Oh ! lorsque le soleil chauffait les grandes dalles
Des ponts et de nos quais déserts.
Que les cloches hurlaient, que la grêle des balles
Sifflait et pleuvait par les airs…

La Curée faite, il fallait la faire arriver au public. Véron venait de fonder la Revue de Paris. M. Barbier, qui ne le connaissait pas, demanda une lettre d’introduction à Alphonse Royer, et se présenta, la Curée en poche. Véron la prit, sans en avoir les mains brûlées.

— Repassez dans quelques jours, dit-il au jeune homme.

— C’est que… c’est de l’actualité, hasarda celui-ci.

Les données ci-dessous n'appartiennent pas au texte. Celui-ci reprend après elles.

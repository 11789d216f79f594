use rhythm_types::{ErrorCode, ErrorReport, PostId, StreamRef, ValidationError};
use serde_json::json;
use thiserror::Error;

/// Fine-grained failures of a post source.
///
/// The codes are Domus-internal; the Filter folds them into `SortRequest_*`.
#[derive(Debug, Clone, PartialEq, Error)]
pub enum PostSourceError {
    #[error("stream {0} not found")]
    StreamNotFound(StreamRef),

    #[error("stream {0} exists but not at that version")]
    StreamVersionNotFound(StreamRef),

    #[error("stream {0} is private")]
    StreamPrivate(StreamRef),

    #[error("stream {0} is under moderation")]
    StreamModeration(StreamRef),

    #[error("user {0} is under moderation")]
    UserModeration(String),

    #[error("post {0} is private")]
    PostPrivate(PostId),

    #[error("post {0} not found")]
    PostNotFound(PostId),

    #[error("post source unavailable: {0}")]
    Unavailable(String),
}

impl PostSourceError {
    pub fn code(&self) -> &'static str {
        match self {
            PostSourceError::StreamNotFound(_) => "stream_not_found",
            PostSourceError::StreamVersionNotFound(_) => "stream_version_not_found",
            PostSourceError::StreamPrivate(_) => "stream_private",
            PostSourceError::StreamModeration(_) => "stream_moderation",
            PostSourceError::UserModeration(_) => "user_moderation",
            PostSourceError::PostPrivate(_) => "post_private",
            PostSourceError::PostNotFound(_) => "post_not_found",
            PostSourceError::Unavailable(_) => "post_source_unavailable",
        }
    }
}

/// Errors raised on the trusted side while serving the sandbox.
#[derive(Debug, Error)]
pub enum DomusError {
    #[error(transparent)]
    PostSource(#[from] PostSourceError),

    #[error("no sort session is active")]
    NoActiveSession,

    #[error("malformed {message_type} payload: {reason}")]
    BadPayload {
        message_type: &'static str,
        reason: String,
    },

    #[error("url {0} is not in the allowed list")]
    UrlNotAllowed(String),

    #[error("no data for {0}")]
    MiscDataNotFound(String),

    #[error("fetching {url} failed: {reason}")]
    MiscDataFetch { url: String, reason: String },

    #[error("session store failure: {0}")]
    Store(String),

    #[error("take source failure: {0}")]
    Takes(String),

    #[error("invalid kindred rows: {0}")]
    Kindred(#[from] ValidationError),

    #[error("{0} is not served by the Domus domain")]
    Unsupported(String),
}

impl From<reqwest::Error> for DomusError {
    fn from(err: reqwest::Error) -> Self {
        DomusError::MiscDataFetch {
            url: err.url().map(|u| u.to_string()).unwrap_or_default(),
            reason: err.to_string(),
        }
    }
}

impl DomusError {
    /// Boundary form of this error.
    pub fn into_report(self) -> ErrorReport {
        let message = self.to_string();
        match self {
            DomusError::PostSource(err) => {
                ErrorReport::raw(err.code(), json!({ "message": message }))
            }
            DomusError::Kindred(_) => ErrorReport::with_message(ErrorCode::KindredInvalid, message),
            DomusError::NoActiveSession => ErrorReport::raw("domus_no_session", json!({ "message": message })),
            DomusError::BadPayload { .. } => {
                ErrorReport::raw("domus_bad_payload", json!({ "message": message }))
            }
            DomusError::UrlNotAllowed(url) => {
                ErrorReport::raw("domus_url_not_allowed", json!({ "message": message, "url": url }))
            }
            DomusError::MiscDataNotFound(url) | DomusError::MiscDataFetch { url, .. } => {
                ErrorReport::raw("domus_misc_data", json!({ "message": message, "url": url }))
            }
            DomusError::Store(_) => ErrorReport::raw("domus_store", json!({ "message": message })),
            DomusError::Takes(_) => ErrorReport::raw("domus_takes", json!({ "message": message })),
            DomusError::Unsupported(_) => {
                ErrorReport::raw("domus_unsupported", json!({ "message": message }))
            }
        }
    }
}

#[cfg(test)]
mod tests {
    use super::*;
    use rhythm_types::translate_post_source_code;

    #[test]
    fn post_source_codes_translate_on_the_filter_side() {
        let stream = StreamRef::new("cobalt.example", "ada", "general", "2");
        let cases = [
            (PostSourceError::StreamNotFound(stream.clone()), ErrorCode::SortRequestStream),
            (PostSourceError::StreamVersionNotFound(stream.clone()), ErrorCode::SortRequestStream),
            (PostSourceError::StreamPrivate(stream.clone()), ErrorCode::SortRequestPrivate),
            (PostSourceError::PostPrivate(4), ErrorCode::SortRequestPrivate),
            (PostSourceError::StreamModeration(stream), ErrorCode::SortRequestModeration),
            (PostSourceError::UserModeration("x/y".into()), ErrorCode::SortRequestModeration),
            (PostSourceError::PostNotFound(9), ErrorCode::SortRequestPosts),
        ];
        for (err, expected) in cases {
            let report = DomusError::from(err).into_report();
            assert_eq!(translate_post_source_code(&report.code), expected, "{}", report.code);
        }
    }

    #[test]
    fn kindred_errors_use_the_filter_code() {
        let report = DomusError::from(ValidationError::Malformed("dup".into())).into_report();
        assert!(report.is(ErrorCode::KindredInvalid));
    }
}
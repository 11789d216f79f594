use std::sync::Arc;

use rhythm_transport::{Endpoint, LinkEnd, MessageHandler};
use tokio::sync::watch;
use tokio::task::JoinHandle;
use tracing::{info, instrument};

use crate::config::FilterConfig;
use crate::controller::{RhythmController, RhythmLoader, ScriptLoader};
use crate::error::RuntimeError;
use crate::phase::Phase;

/// A running Filter domain: endpoint, dispatch loop and controller.
pub struct FilterDomain {
    endpoint: Arc<Endpoint>,
    controller: Arc<RhythmController>,
    dispatch: JoinHandle<()>,
}

impl FilterDomain {
    /// Start dispatching on `link` and complete the readiness handshake.
    ///
    /// Fails with a handshake timeout if Domus never acknowledges.
    pub async fn start(link: LinkEnd, config: FilterConfig) -> Result<Self, RuntimeError> {
        let loader = Arc::new(ScriptLoader::from_config(&config));
        Self::start_with_loader(link, config, loader).await
    }

    #[instrument(skip_all, fields(local = %link.local, peer = %link.peer))]
    pub async fn start_with_loader(
        link: LinkEnd,
        config: FilterConfig,
        loader: Arc<dyn RhythmLoader>,
    ) -> Result<Self, RuntimeError> {
        let (endpoint, inbound) = Endpoint::from_link(link, config.endpoint.clone());
        let controller = RhythmController::with_loader(Arc::clone(&endpoint), config, loader);
        let handler: Arc<dyn MessageHandler> = controller.clone();
        let dispatch = endpoint.spawn_dispatch(inbound, handler);

        if let Err(err) = endpoint.announce_ready().await {
            dispatch.abort();
            return Err(err.into());
        }
        controller.mark_ready();
        info!("Filter domain ready");

        Ok(Self {
            endpoint,
            controller,
            dispatch,
        })
    }

    pub fn endpoint(&self) -> &Arc<Endpoint> {
        &self.endpoint
    }

    pub fn controller(&self) -> &Arc<RhythmController> {
        &self.controller
    }

    pub fn phase(&self) -> watch::Receiver<Phase> {
        self.controller.subscribe_phase()
    }

    pub fn shutdown(self) {
        self.dispatch.abort();
    }
}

— Bien, bien, je verrai cela.

Quelques instants après, Henri de Latouche, un homme de beaucoup d’esprit et de goût, qui n’était pas encore le misanthrope qu’il devint plus tard, entrait chez Véron.

— Tenez, lui dit ce dernier, faites-moi donc le plaisir de jeter les yeux sur ce morceau que Royer me recommande.

— Ah ! mon cher ami, s’écria Latouche, il faut envoyer cela tout de suite à l’imprimerie.

— Bah ! dit Véron ; qu’est-ce que c’est donc ?

— Je ne sais pas trop, mais cela ressemble terriblement à un chef-d’œuvre.

Quelque confiance que Véron eût dans le jugement de Latouche, le ton de la Curée lui parut tellement inusité qu’il ne se décida à la faire paraître qu’en l’accompagnant d’une note pour dégager la responsabilité politique de la Revue.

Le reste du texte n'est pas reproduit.